### EXERCISE DETAILS
Please return every line from the entries that has the string "PolicyFile" in it.

*** Opening SUPPLIED RECORDS ***

//! The file policy source (§4.2): watches a directory of `*.json`
//! policy files. There's no filesystem-event dependency in the
//! workspace stack, so this adapter polls on a fixed interval rather
//! than subscribing to inotify/kqueue — simpler, and at the poll
//! intervals this system runs at (seconds, not milliseconds) the
//! difference is not observable.
//!
//! IDs are derived from `(path, policy-name)`, not file contents, so a
//! policy keeps its ID across edits and agent restarts. Renaming a file
//! is therefore indistinguishable from deleting the old policy and
//! adding a new one — the simplest resolution of the open question
//! around rename handling, and the one adopted here.

use std::collections::HashMap;
use std::path::{Path, PathBuf};
use std::time::Duration;

use async_trait::async_trait;
use parking_lot::RwLock;
use scalecore_core::{OnError, PolicyTarget, PolicyType, ScalingPolicy, ScalingPolicyCheck};
use serde::Deserialize;
use tokio::sync::{mpsc, watch};
use tokio_util::sync::CancellationToken;
use tracing::{debug, warn};

use crate::canonicalize::{canonicalize, PolicyDefaults};
use crate::error::{PolicyError, Result};
use crate::source::PolicySource;

/// On-disk policy file shape: everything `ScalingPolicy` has except
/// `id`, which is derived from the file path rather than read from the
/// file itself (§4.2 — stable IDs across restarts, independent of
/// content).
#[derive(Debug, Clone, Deserialize)]
struct PolicyFile {
    name: String,
    policy_type: PolicyType,
    #[serde(default = "default_true")]
    enabled: bool,
    min: i64,
    max: i64,
    #[serde(with = "secs", default)]
    cooldown: Duration,
    #[serde(with = "secs_opt", default)]
    cooldown_on_scale_up: Option<Duration>,
    #[serde(with = "secs", default)]
    evaluation_interval: Duration,
    target: PolicyTarget,
    #[serde(default)]
    checks: Vec<ScalingPolicyCheck>,
    #[serde(default)]
    on_check_error: OnError,
}

fn default_true() -> bool {
    true
}

mod secs {
    use serde::{Deserialize, Deserializer};
    use std::time::Duration;

    pub fn deserialize<'de, D: Deserializer<'de>>(d: D) -> Result<Duration, D::Error> {
        Ok(Duration::from_secs(u64::deserialize(d)?))
    }
}

mod secs_opt {
    use serde::{Deserialize, Deserializer};
    use std::time::Duration;

    pub fn deserialize<'de, D: Deserializer<'de>>(d: D) -> Result<Option<Duration>, D::Error> {
        Ok(Option::<u64>::deserialize(d)?.map(Duration::from_secs))
    }
}

impl PolicyFile {
    fn into_policy(self, id: String) -> ScalingPolicy {
        ScalingPolicy {
            id,
            policy_type: self.policy_type,
            enabled: self.enabled,
            min: self.min,
            max: self.max,
            cooldown: self.cooldown,
            cooldown_on_scale_up: self.cooldown_on_scale_up,
            evaluation_interval: self.evaluation_interval,
            target: self.target,
            checks: self.checks,
            on_check_error: self.on_check_error,
        }
    }
}

fn derive_id(path: &Path, name: &str) -> String {
    let key = format!("{}::{name}", path.display());
    blake3::hash(key.as_bytes()).to_hex().to_string()
}

fn is_policy_file(path: &Path) -> bool {
    let Some(file_name) = path.file_name().and_then(|n| n.to_str()) else {
        return false;
    };
    if file_name.starts_with('.') || file_name.ends_with('~') || file_name.ends_with(".tmp") {
        return false;
    }
    path.extension().and_then(|e| e.to_str()) == Some("json")
}

/// A `PolicySource` backed by a directory of policy files, polled on
/// `poll_interval`.
pub struct FileSource {
    dir: PathBuf,
    poll_interval: Duration,
    defaults: PolicyDefaults,
    snapshot: RwLock<HashMap<String, ScalingPolicy>>,
}

impl FileSource {
    /// Builds a file source watching `dir`.
    #[must_use]
    pub fn new(dir: PathBuf, poll_interval: Duration, defaults: PolicyDefaults) -> Self {
        Self {
            dir,
            poll_interval,
            defaults,
            snapshot: RwLock::new(HashMap::new()),
        }
    }

    /// Re-reads the watched directory and returns the current
    /// `id -> policy` set, ignoring files that fail to parse (logged,
    /// not fatal — one bad file shouldn't take down every other policy
    /// in the directory).
    ///
    /// # Errors
    ///
    /// Returns an error only if the directory itself cannot be listed.
    fn scan(&self) -> Result<HashMap<String, ScalingPolicy>> {
        let entries = std::fs::read_dir(&self.dir).map_err(|source| PolicyError::Io {
            path: self.dir.clone(),
            source,
        })?;

        let mut found = HashMap::new();
        for entry in entries {
            let entry = entry.map_err(|source| PolicyError::Io {
                path: self.dir.clone(),
                source,
            })?;
            let path = entry.path();
            if !is_policy_file(&path) {
                continue;
            }
            match self.load_file(&path) {
                Ok((id, policy)) => {
                    found.insert(id, policy);
                }
                Err(err) => warn!(path = %path.display(), error = %err, "skipping unreadable policy file"),
            }
        }
        Ok(found)
    }

    fn load_file(&self, path: &Path) -> Result<(String, ScalingPolicy)> {
        let contents = std::fs::read_to_string(path).map_err(|source| PolicyError::Io {
            path: path.to_path_buf(),
            source,
        })?;
        let raw: PolicyFile =
            serde_json::from_str(&contents).map_err(|source| PolicyError::Parse {
                path: path.to_path_buf(),
                source,
            })?;
        let id = derive_id(path, &raw.name);
        let policy = raw.into_policy(id.clone());
        let policy = canonicalize(policy, &self.defaults)?;
        Ok((id, policy))
    }
}

#[async_trait]
impl PolicySource for FileSource {
    fn name(&self) -> &str {
        "file"
    }

    async fn monitor_ids(
        &self,
        cancel: CancellationToken,
        mut reload: watch::Receiver<()>,
        ids_tx: mpsc::Sender<Vec<String>>,
    ) -> Result<()> {
        let mut last_ids: Option<Vec<String>> = None;
        loop {
            let found = self.scan()?;
            let mut ids: Vec<String> = found.keys().cloned().collect();
            ids.sort_unstable();
            *self.snapshot.write() = found;

            if last_ids.as_ref() != Some(&ids) {
                debug!(count = ids.len(), "file source id set changed");
                if ids_tx.send(ids.clone()).await.is_err() {
                    return Ok(());
                }
                last_ids = Some(ids);
            }

            tokio::select! {
                () = cancel.cancelled() => return Ok(()),
                _ = tokio::time::sleep(self.poll_interval) => {}
                result = reload.changed() => {
                    if result.is_err() {
                        return Ok(());
                    }
                }
            }
        }
    }

    async fn monitor_policy(
        &self,
        id: String,
        cancel: CancellationToken,
        policy_tx: mpsc::Sender<ScalingPolicy>,
    ) -> Result<()> {
        let mut last: Option<ScalingPolicy> = None;
        loop {
            match self.get_latest_version(&id).await? {
                Some(policy) => {
                    if last.as_ref() != Some(&policy) {
                        if policy_tx.send(policy.clone()).await.is_err() {
                            return Ok(());
                        }
                        last = Some(policy);
                    }
                }
                None => return Err(PolicyError::NotFound { id }),
            }

            tokio::select! {
                () = cancel.cancelled() => return Ok(()),
                _ = tokio::time::sleep(self.poll_interval) => {}
            }
        }
    }

    async fn get_latest_version(&self, id: &str) -> Result<Option<ScalingPolicy>> {
        if let Some(policy) = self.snapshot.read().get(id).cloned() {
            return Ok(Some(policy));
        }
        let found = self.scan()?;
        let policy = found.get(id).cloned();
        *self.snapshot.write() = found;
        Ok(policy)
    }
}

#[cfg(test)]
mod tests {
    use super::*;
    use tempfile::tempdir;

    fn write_policy(dir: &Path, filename: &str, name: &str, min: i64, max: i64) {
        let body = serde_json::json!({
            "name": name,
            "policy_type": "horizontal",
            "enabled": true,
            "min": min,
            "max": max,
            "cooldown": 300,
            "cooldown_on_scale_up": null,
            "evaluation_interval": 10,
            "target": {"name": "nomad-target", "config": {}},
            "checks": [],
            "on_check_error": "fail",
        });
        std::fs::write(dir.join(filename), serde_json::to_string_pretty(&body).unwrap()).unwrap();
    }

    fn defaults() -> PolicyDefaults {
        PolicyDefaults::new(Duration::from_secs(300), Duration::from_secs(10))
    }

    #[tokio::test]
    async fn scan_finds_valid_policy_files_and_skips_junk() {
        let dir = tempdir().unwrap();
        write_policy(dir.path(), "web.json", "web", 1, 10);
        std::fs::write(dir.path().join(".web.json.swp"), "garbage").unwrap();
        std::fs::write(dir.path().join("notes.txt"), "not a policy").unwrap();

        let source = FileSource::new(dir.path().to_path_buf(), Duration::from_millis(10), defaults());
        let found = source.scan().unwrap();
        assert_eq!(found.len(), 1);
    }

    #[tokio::test]
    async fn id_is_stable_across_rescans() {
        let dir = tempdir().unwrap();
        write_policy(dir.path(), "web.json", "web", 1, 10);
        let source = FileSource::new(dir.path().to_path_buf(), Duration::from_millis(10), defaults());
        let first = source.scan().unwrap();
        let second = source.scan().unwrap();
        let first_id = first.keys().next().unwrap();
        let second_id = second.keys().next().unwrap();
        assert_eq!(first_id, second_id);
    }

    #[tokio::test]
    async fn renaming_a_file_changes_its_id() {
        let dir = tempdir().unwrap();
        write_policy(dir.path(), "web.json", "web", 1, 10);
        let source = FileSource::new(dir.path().to_path_buf(), Duration::from_millis(10), defaults());
        let before = source.scan().unwrap();
        let before_id = before.keys().next().unwrap().clone();

        std::fs::rename(dir.path().join("web.json"), dir.path().join("web2.json")).unwrap();
        let after = source.scan().unwrap();
        let after_id = after.keys().next().unwrap().clone();

        assert_ne!(before_id, after_id);
    }

    #[tokio::test]
    async fn get_latest_version_is_none_for_unknown_id() {
        let dir = tempdir().unwrap();
        let source = FileSource::new(dir.path().to_path_buf(), Duration::from_millis(10), defaults());
        assert_eq!(source.get_latest_version("nope").await.unwrap(), None);
    }

    #[tokio::test]
    async fn monitor_policy_reports_not_found_after_file_removed() {
        let dir = tempdir().unwrap();
        write_policy(dir.path(), "web.json", "web", 1, 10);
        let source = FileSource::new(dir.path().to_path_buf(), Duration::from_millis(5), defaults());
        let found = source.scan().unwrap();
        let id = found.keys().next().unwrap().clone();

        std::fs::remove_file(dir.path().join("web.json")).unwrap();

        let cancel = CancellationToken::new();
        let (tx, _rx) = mpsc::channel(4);
        let result = source.monitor_policy(id, cancel, tx).await;
        assert!(matches!(result, Err(PolicyError::NotFound { .. })));
    }
}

*** Closing SUPPLIED RECORDS ***

### SOLVED PROBLEM
struct PolicyFile {
impl PolicyFile {
        let raw: PolicyFile =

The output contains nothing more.